» **Your objective**
Which lines of the material hold the word "with"? Copy each one.

» **Data listing**
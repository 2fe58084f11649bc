// crates/pulse-terminal/src/gateway.rs

//! Order submission.
//!
//! The UI thread never waits on HTTP. It pushes [`Submission`]s into an
//! unbounded channel; [`OrderGateway::run`] posts each one and sends a
//! [`SubmissionResult`] back to the app.

use reqwest::{Client, StatusCode};
use thiserror::Error;
use tokio::sync::mpsc::{UnboundedReceiver, UnboundedSender};
use tracing::{debug, info, warn};

use pulse_core::OrderRequest;

/// Identifier the app uses to match results with pending orders.
pub type SubmissionId = u64;

#[derive(Debug, Clone)]
pub struct Submission {
    pub id: SubmissionId,
    pub request: OrderRequest,
}

#[derive(Debug)]
pub struct SubmissionResult {
    pub id: SubmissionId,
    pub outcome: Result<(), GatewayError>,
}

#[derive(Debug, Error)]
pub enum GatewayError {
    /// The API answered with something other than 200.
    #[error("order API returned HTTP {0}")]
    Status(u16),

    #[error("transport error: {0}")]
    Transport(#[from] reqwest::Error),
}

pub struct OrderGateway {
    http: Client,
    base_url: Option<String>,
    tx: UnboundedSender<SubmissionResult>,
}

impl OrderGateway {
    /// `base_url = None` acknowledges every order locally.
    pub fn new(base_url: Option<String>, tx: UnboundedSender<SubmissionResult>) -> Self {
        Self {
            http: Client::new(),
            base_url,
            tx,
        }
    }

    pub fn endpoint(&self, request: &OrderRequest) -> Option<String> {
        self.base_url.as_deref().map(|base| {
            format!("{}/{}", base.trim_end_matches('/'), request.endpoint_path())
        })
    }

    pub async fn submit(&self, request: &OrderRequest) -> Result<(), GatewayError> {
        let Some(url) = self.endpoint(request) else {
            info!(symbol = %request.symbol, qty = request.qty, "dry run: order acknowledged locally");
            return Ok(());
        };

        debug!(%url, body = ?serde_json::to_string(request).ok(), "posting order");
        let resp = self.http.post(&url).json(request).send().await?;

        if resp.status() != StatusCode::OK {
            return Err(GatewayError::Status(resp.status().as_u16()));
        }
        Ok(())
    }

    pub async fn run(self, mut rx: UnboundedReceiver<Submission>) {
        while let Some(submission) = rx.recv().await {
            let outcome = self.submit(&submission.request).await;
            match &outcome {
                Ok(()) => info!(id = submission.id, "order accepted"),
                Err(e) => warn!(id = submission.id, "order failed: {}", e),
            }

            let result = SubmissionResult {
                id: submission.id,
                outcome,
            };
            if self.tx.send(result).is_err() {
                // App is gone.
                break;
            }
        }
    }
}

#[cfg(test)]
mod tests {
    use super::*;
    use pulse_core::{Preset, Side, Stock};
    use rust_decimal::Decimal;
    use tokio::sync::mpsc;

    fn request() -> OrderRequest {
        let stock = Stock {
            id: "aapl".into(),
            symbol: "AAPL".into(),
            last_price: Decimal::from(187),
        };
        OrderRequest::from_preset(&stock, &Preset::new(Side::Sell, 5, Decimal::from(190)), "1")
    }

    #[test]
    fn endpoint_joins_base_and_action() {
        let (tx, _rx) = mpsc::unbounded_channel();
        let gateway = OrderGateway::new(Some("http://localhost:4000/".into()), tx);
        assert_eq!(
            gateway.endpoint(&request()).as_deref(),
            Some("http://localhost:4000/stock/sell")
        );
    }

    #[tokio::test]
    async fn dry_run_acknowledges_every_submission() {
        let (result_tx, mut result_rx) = mpsc::unbounded_channel();
        let (submit_tx, submit_rx) = mpsc::unbounded_channel();
        let gateway = OrderGateway::new(None, result_tx);

        submit_tx.send(Submission { id: 7, request: request() }).unwrap();
        drop(submit_tx);
        gateway.run(submit_rx).await;

        let result = result_rx.recv().await.unwrap();
        assert_eq!(result.id, 7);
        assert!(result.outcome.is_ok());
    }
}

» **Task answer**
/// Identifier the app uses to match results with pending orders.
    /// The API answered with something other than 200.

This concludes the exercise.